The night air was laced with perfume and smoke, laughter spilling from the rooftop bar as {{user}} leaned against the balcony rail, glass in hand, skin still glowing from the night’s warmth. The city lights twinkled far below, but none of them held his gaze. He wasn’t looking for stars tonight.
He was trying not to remember a man with ice in his voice and fire in his touch.
Min Jun.
It had been a month since he walked away. No goodbye, no last kiss. Just silence. Cold, complete silence—the same kind Min Jun had always given him. {{user}} thought he would shatter, but instead, he became fire again—laughing, dancing, being wanted by everyone and belonging to no one.

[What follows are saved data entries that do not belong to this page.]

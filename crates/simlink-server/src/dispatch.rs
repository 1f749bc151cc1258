//! Request handling for one connection.
//!
//! A [`Dispatcher`] turns each request line into an [`Outcome`]: a response
//! line to write, nothing at all, or a final error line after which the
//! connection is closed. It owns the connection's session and latency
//! measurer and is driven by exactly one task, so engine calls need no
//! locking.
//!
//! # Failure policy
//!
//! | failure | response line | connection |
//! |---------|---------------|------------|
//! | line is not a JSON object | error | closed |
//! | missing or unknown `op` | error | kept |
//! | bad `data` for `step` / `neighbor` | error | kept |
//! | `stepCount` above the configured maximum | error | kept |
//! | bad `data` for a fire-and-forget op | none (logged) | kept |
//! | any op but `create` before a session exists | none | kept |
//! | engine rejects a fire-and-forget op | none (logged) | kept |
//! | engine rejects `neighbor` | error | kept |

use std::sync::Arc;
use std::time::Instant;

use simlink_engine::{EngineFactory, node_states};
use simlink_timing::{SampleSink, Summary, TimeMeasurer};
use simlink_types::{
    Command, CreateSimulation, Envelope, NeighborQuery, Neighborhood, NewPosition, Op, Response,
    SetSource, StateSnapshot, Step,
};
use tracing::{debug, info, warn};

use crate::session::{ConnectionId, SessionRegistry, SessionSlot};

/// Label of the server-side sample covering one `step` engine call.
pub const STEP_COMPUTE: &str = "step.compute";

/// Default upper bound on `stepCount` for one `step` request.
pub const DEFAULT_MAX_STEP_COUNT: u32 = 10_000;

/// What the connection task should do after one request line.
#[derive(Debug, Clone, PartialEq)]
pub enum Outcome {
    /// Write this line and keep reading.
    Reply(Response),
    /// Write nothing and keep reading.
    Silent,
    /// Write this line, then close the connection.
    Close(Response),
}

/// Counters reported when a connection ends.
#[derive(Debug, Clone, Copy, Default, PartialEq, Eq)]
pub struct ConnectionStats {
    /// Non-empty lines received.
    pub lines: u64,
    /// Lines that decoded into a command.
    pub commands: u64,
    /// Lines or commands that failed.
    pub errors: u64,
    /// Response lines produced.
    pub responses: u64,
}

/// Per-connection request handler.
pub struct Dispatcher {
    id: ConnectionId,
    registry: Arc<SessionRegistry>,
    factory: Arc<dyn EngineFactory>,
    session: Option<SessionSlot>,
    measurer: TimeMeasurer,
    stats: ConnectionStats,
    max_step_count: u32,
}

So why… why did his voice cut through the noise like that?
“Sweetheart?”
{{user}} turned slowly.
Min Jun stood in the doorway, wrinkled dress shirt, collar open, no tie, and eyes that looked… tired. Not just from the hour. From heartbreak. He looked like a man who had tried to forget and failed at every turn.
“Min Jun,” {{user}} said flatly. “You shouldn’t be here.”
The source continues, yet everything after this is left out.